Itu bukanlah upacara serah terima. Tidak ada kekuasaan besar di Turki pada tahun 59.000 SM.

Hanya Homo sapiens yang masuk ke dalam gua. Üçağızlı II, khususnya. Sempit 56 meter persegi di pantai Mediterania. Tentang ukuran studio kota Anda jika kota Anda suram. Sebelum kita? Neanderthal. Mereka telah berada di sana dari 77.000 hingga 59.002 tahun yang lalu.

Lalu kami tiba.

Kami tinggal sampai 47.000. Naoki Morimoto dari Universitas Kyoto akhirnya menggali seluruh tempat itu pada tahun 2020. Gigi dan tulang rahang tidak berbohong tentang siapa yang berada di mana.

Tapi inilah bagian yang aneh.

20.000 perkakas batu muncul. Anda pasti mengharapkan adanya perubahan. Tangan baru, trik baru. Estetika yang berbeda. Namun teknologi litiknya tetap sama. Di seluruh garis waktu. Membosankan, mungkin begitu. Atau sangat konsisten. Morimoto lebih memilih yang terakhir.

Peralatannya bukan satu-satunya. Itu adalah pernak-perniknya.

*Columbella rustica. Kecil. Siput laut yang cantik.

30 di antaranya. Tersebar di setiap lapisan. Ditinggalkan oleh Neanderthal yang ditinggalkan oleh kita.

Tidak ada nilai makanan. Tidak ada fungsi alat. Hanya… disimpan. Ada yang berlubang, mungkin untuk kalung. Sebagian besar dibiarkan utuh. Mengapa? Kami tidak tahu. Kedua spesies tersebut rupanya melihat cangkang siput tertentu dan berkata “ya”.

“Preferensi kuat ini menunjukkan bahwa kedua manusia memiliki evaluasi budaya yang sama”

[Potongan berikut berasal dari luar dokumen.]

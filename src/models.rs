//! Campaign records
//!
//! Wire types returned by the Instantly analytics and campaign endpoints, and the
//! composite the dashboard views work with.

use serde::{Deserialize, Deserializer, Serialize};
use serde_json::{Map, Value};
use std::fmt::Display;

/// Aggregate counters for one campaign.
///
/// A snapshot is immutable; a later poll replaces it wholesale.
#[derive(Debug, Clone, Default, PartialEq, Serialize, Deserialize)]
#[serde(default)]
pub struct CampaignAnalytics {
    #[serde(deserialize_with = "null_as_default")]
    pub campaign_id: String,
    #[serde(deserialize_with = "null_as_default")]
    pub campaign_name: String,
    #[serde(deserialize_with = "null_as_default")]
    pub campaign_status: i64,
    #[serde(deserialize_with = "null_as_default")]
    pub campaign_is_evergreen: bool,
    #[serde(deserialize_with = "null_as_default")]
    pub leads_count: u64,
    #[serde(deserialize_with = "null_as_default")]
    pub contacted_count: u64,
    #[serde(deserialize_with = "null_as_default")]
    pub open_count: u64,
    #[serde(deserialize_with = "null_as_default")]
    pub reply_count: u64,
    #[serde(deserialize_with = "null_as_default")]
    pub link_click_count: u64,
    #[serde(deserialize_with = "null_as_default")]
    pub bounced_count: u64,
    #[serde(deserialize_with = "null_as_default")]
    pub unsubscribed_count: u64,
    #[serde(deserialize_with = "null_as_default")]
    pub completed_count: u64,
    #[serde(deserialize_with = "null_as_default")]
    pub emails_sent_count: u64,
    #[serde(deserialize_with = "null_as_default")]
    pub new_leads_contacted_count: u64,
    #[serde(deserialize_with = "null_as_default")]
    pub total_opportunities: u64,
    #[serde(deserialize_with = "null_as_default")]
    pub total_opportunity_value: f64,
}

/// Explicit `null` decodes like an absent field.
fn null_as_default<'de, D, T>(deserializer: D) -> Result<T, D::Error>
where
    D: Deserializer<'de>,
    T: Default + Deserialize<'de>,
{
    Ok(Option::<T>::deserialize(deserializer)?.unwrap_or_default())
}

/// Sender accounts attached to a campaign; the API returns either form.
#[derive(Debug, Clone, PartialEq, Eq, Serialize, Deserialize)]
#[serde(untagged)]
pub enum EmailList {
    One(String),
    Many(Vec<String>),
}

impl EmailList {
    pub fn addresses(&self) -> Vec<&str> {
        match self {
            EmailList::One(address) => vec![address.as_str()],
            EmailList::Many(addresses) => addresses.iter().map(String::as_str).collect(),
        }
    }
}

/// Supplementary campaign configuration with an open schema.
///
/// Keys the dashboard does not know about are kept in `extra`.
#[derive(Debug, Clone, Default, PartialEq, Serialize, Deserialize)]
pub struct CampaignDetails {
    #[serde(default, skip_serializing_if = "Option::is_none")]
    pub email_list: Option<EmailList>,
    #[serde(default, skip_serializing_if = "Option::is_none")]
    pub daily_limit: Option<u64>,
    #[serde(default, skip_serializing_if = "Option::is_none")]
    pub campaign_status: Option<i64>,
    #[serde(default, skip_serializing_if = "Option::is_none")]
    pub status: Option<i64>,
    #[serde(flatten)]
    pub extra: Map<String, Value>,
}

impl CampaignDetails {
    pub fn is_empty(&self) -> bool {
        *self == CampaignDetails::default()
    }

    pub fn get(&self, key: &str) -> Option<&Value> {
        self.extra.get(key)
    }
}

/// One analytics record joined with its details.
#[derive(Debug, Clone, Default, PartialEq, Serialize, Deserialize)]
pub struct CampaignData {
    pub analytics: CampaignAnalytics,
    pub details: CampaignDetails,
}

impl CampaignData {
    pub fn new(analytics: CampaignAnalytics, details: CampaignDetails) -> Self {
        Self { analytics, details }
    }

    /// Analytics-only composite, used when the details lookup failed.
    pub fn without_details(analytics: CampaignAnalytics) -> Self {
        Self::new(analytics, CampaignDetails::default())
    }

    pub fn campaign_id(&self) -> &str {
        &self.analytics.campaign_id
    }

    /// Resolved status; see [`resolve_status`].
    pub fn status(&self) -> CampaignStatus {
        resolve_status(&self.details, &self.analytics)
    }
}

/// Lifecycle of a campaign as reported by the API.
#[derive(Debug, Copy, Clone, PartialEq, Eq)]
pub enum CampaignStatus {
    Draft,
    Running,
    Paused,
    Completed,
    Unknown(i64),
}

impl From<i64> for CampaignStatus {
    fn from(code: i64) -> Self {
        match code {
            0 => CampaignStatus::Draft,
            1 => CampaignStatus::Running,
            2 => CampaignStatus::Paused,
            3 => CampaignStatus::Completed,
            other => CampaignStatus::Unknown(other),
        }
    }
}

impl Display for CampaignStatus {
    fn fmt(&self, f: &mut std::fmt::Formatter<'_>) -> std::fmt::Result {
        let text = match self {
            CampaignStatus::Draft => "Draft",
            CampaignStatus::Running => "Running",
            CampaignStatus::Paused => "Paused",
            CampaignStatus::Completed => "Completed",
            CampaignStatus::Unknown(_) => "Unknown",
        };
        f.write_str(text)
    }
}

/// Status precedence: the details record is fresher than analytics, and within
/// details `campaign_status` wins over `status`.
pub fn resolve_status(details: &CampaignDetails, analytics: &CampaignAnalytics) -> CampaignStatus {
    details
        .campaign_status
        .or(details.status)
        .unwrap_or(analytics.campaign_status)
        .into()
}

Morimoto tidak mengatakan kita melakukan tos terhadap Neanderthal dalam kegelapan. Dia bilang kita tidak bisa membuktikan tumpang tindih fisik. Belum. Namun dia sedang mengeksplorasi hipotesis itu. Sangat cocok bagi evolusi independen untuk menjelaskannya.

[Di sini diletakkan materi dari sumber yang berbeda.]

//! Email campaign list

use super::super::utils::{accent_color, status_color};
use crate::models::CampaignData;
use crate::polling::PollSnapshot;
use crate::transition::TransitionKind;
use crate::view::{CampaignCard, Presentation};
use ratatui::Frame;
use ratatui::layout::Rect;
use ratatui::prelude::{Color, Modifier, Style};
use ratatui::text::{Line, Span};
use ratatui::widgets::{Block, BorderType, Borders, List, ListItem, ListState, Paragraph, Wrap};

pub fn render_campaign_list(
    f: &mut Frame,
    area: Rect,
    snapshot: &PollSnapshot<Vec<CampaignData>>,
    selected: usize,
) {
    let accent = accent_color(TransitionKind::Email);
    let block = Block::default()
        .title("CAMPAIGNS")
        .borders(Borders::ALL)
        .border_type(BorderType::Rounded)
        .border_style(Style::default().fg(accent));

    let (campaigns, warning) = match Presentation::from_snapshot(snapshot) {
        Presentation::Loading => {
            f.render_widget(Paragraph::new("Loading campaigns...").block(block), area);
            return;
        }
        Presentation::Failed(message) => {
            let error = Paragraph::new(message)
                .style(Style::default().fg(Color::LightRed))
                .wrap(Wrap { trim: true })
                .block(block);
            f.render_widget(error, area);
            return;
        }
        Presentation::Loaded { data, warning } => (data, warning),
    };

    if campaigns.is_empty() {
        f.render_widget(Paragraph::new("No campaigns found.").block(block), area);
        return;
    }

    let items: Vec<ListItem> = campaigns
        .iter()
        .map(CampaignCard::from_data)
        .map(|card| card_item(&card))
        .collect();

    let block = match warning {
        Some(warning) => block.title_bottom(Line::styled(warning, Style::default().fg(Color::LightRed))),
        None => block,
    };
    let list = List::new(items)
        .block(block)
        .highlight_style(Style::default().bg(Color::Rgb(40, 44, 52)))
        .highlight_symbol("▶ ");

    let mut list_state = ListState::default().with_selected(Some(selected.min(campaigns.len() - 1)));
    f.render_stateful_widget(list, area, &mut list_state);
}

fn card_item(card: &CampaignCard) -> ListItem<'static> {
    let title = Line::from(vec![
        Span::styled(
            card.name.clone(),
            Style::default().add_modifier(Modifier::BOLD),
        ),
        Span::raw("  "),
        Span::styled(
            format!("[{}]", card.status),
            Style::default().fg(status_color(card.status)),
        ),
        Span::styled(
            format!("  {} · {}", card.kind_label, card.short_id),
            Style::default().fg(Color::DarkGray),
        ),
    ]);
    let stats = Line::from(
        card.quick_stats
            .iter()
            .map(|slot| format!("{}: {}", slot.label, slot.value))
            .collect::<Vec<_>>()
            .join("   "),
    )
    .style(Style::default().fg(Color::Gray));

    ListItem::new(vec![title, stats, Line::from("")])
}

John Gowlett berpikir ini memecahkan sebagian dari teka-teki 200,00 tahun. Selama ribuan tahun, manusia modern di selatan dan Neanderthal di utara mempunyai batas yang tidak jelas.

Apakah mereka saling membenci? Mungkin. Apakah mereka mempertahankan budaya yang berbeda? Jelas tidak. Mereka berdua menyukai cangkangnya. Gowlett berpikir kecenderungannya mungkin akan meningkat lebih jauh lagi.

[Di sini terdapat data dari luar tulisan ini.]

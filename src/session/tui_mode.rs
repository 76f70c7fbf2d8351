//! TUI mode execution

use super::SessionData;
use crate::{print_cmd_info, print_cmd_success};
use crate::consts::cli_consts::EVENT_QUEUE_SIZE;
use crate::route::Route;
use crate::system::DeviceProfile;
use crate::transition::{MotionProfile, TransitionContext};
use crate::ui::{self, DashboardDeps, UIConfig};
use crossterm::{
    event::{DisableFocusChange, EnableFocusChange},
    execute,
    terminal::{EnterAlternateScreen, LeaveAlternateScreen, disable_raw_mode, enable_raw_mode},
};
use ratatui::{Terminal, backend::CrosstermBackend};
use std::{error::Error, io};
use tokio::sync::mpsc;

/// Runs the application in TUI mode
///
/// This function handles:
/// 1. Motion profile selection for this machine
/// 2. Terminal setup and cleanup, including focus reporting
/// 3. UI application initialization and execution
///
/// # Arguments
/// * `session` - Session data from setup
/// * `with_background` - Whether to enable background colors
/// * `initial_route` - Route to open after the splash screen
pub async fn run_tui_mode(
    session: SessionData,
    with_background: bool,
    initial_route: Route,
) -> Result<(), Box<dyn Error>> {
    print_cmd_info!("Starting dashboard", "campaign data from {}", session.api_base_url);

    let device = DeviceProfile::detect(session.config.reduced_motion);
    let motion = MotionProfile::for_device(&device);
    log::debug!("{:?} -> {:?}", device, motion);
    let (transition_sender, transition_receiver) = mpsc::channel(EVENT_QUEUE_SIZE);
    let transition = TransitionContext::new(motion, transition_sender);

    // Terminal setup
    enable_raw_mode()?;
    let mut stdout = io::stdout();
    // Focus events stand in for visibility: pollers pause while unfocused.
    execute!(stdout, EnterAlternateScreen, EnableFocusChange)?;

    // Initialize the terminal with Crossterm backend
    let backend = CrosstermBackend::new(stdout);
    let mut terminal = Terminal::new(backend)?;

    let ui_config = UIConfig {
        with_background_color: with_background,
        poll_interval: session.poll_interval(),
        initial_route,
    };
    let deps = DashboardDeps {
        gateway: session.gateway,
        events: session.event_sender,
        transition,
    };
    let app = ui::App::new(
        session.environment,
        session.event_receiver,
        transition_receiver,
        session.shutdown_sender.clone(),
        ui_config,
        deps,
    );

    let result = ui::run(&mut terminal, app).await;

    // Clean up the terminal after running the application
    disable_raw_mode()?;
    execute!(
        terminal.backend_mut(),
        LeaveAlternateScreen,
        DisableFocusChange
    )?;
    terminal.show_cursor()?;

    // Handle the result
    result?;

    print_cmd_success!("Dashboard closed");

    Ok(())
}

Chris Stringer dari London menambahkan bahwa situs-situs tua di Levant menunjukkan percampuran serupa. Perkawinan silang kemungkinan besar terjadi 100 ribu tahun yang lalu di sana. Sampel di sini terlalu kecil untuk dipastikan, tapi… yah. Itu masuk akal.

Batu itu tetap sama. Selera terhadap benda-benda berkilau tetap sama.

Siapa yang tahu apa lagi yang kita sepakati yang belum membusuk?

Kami mungkin tidak meminta izin saat pindah.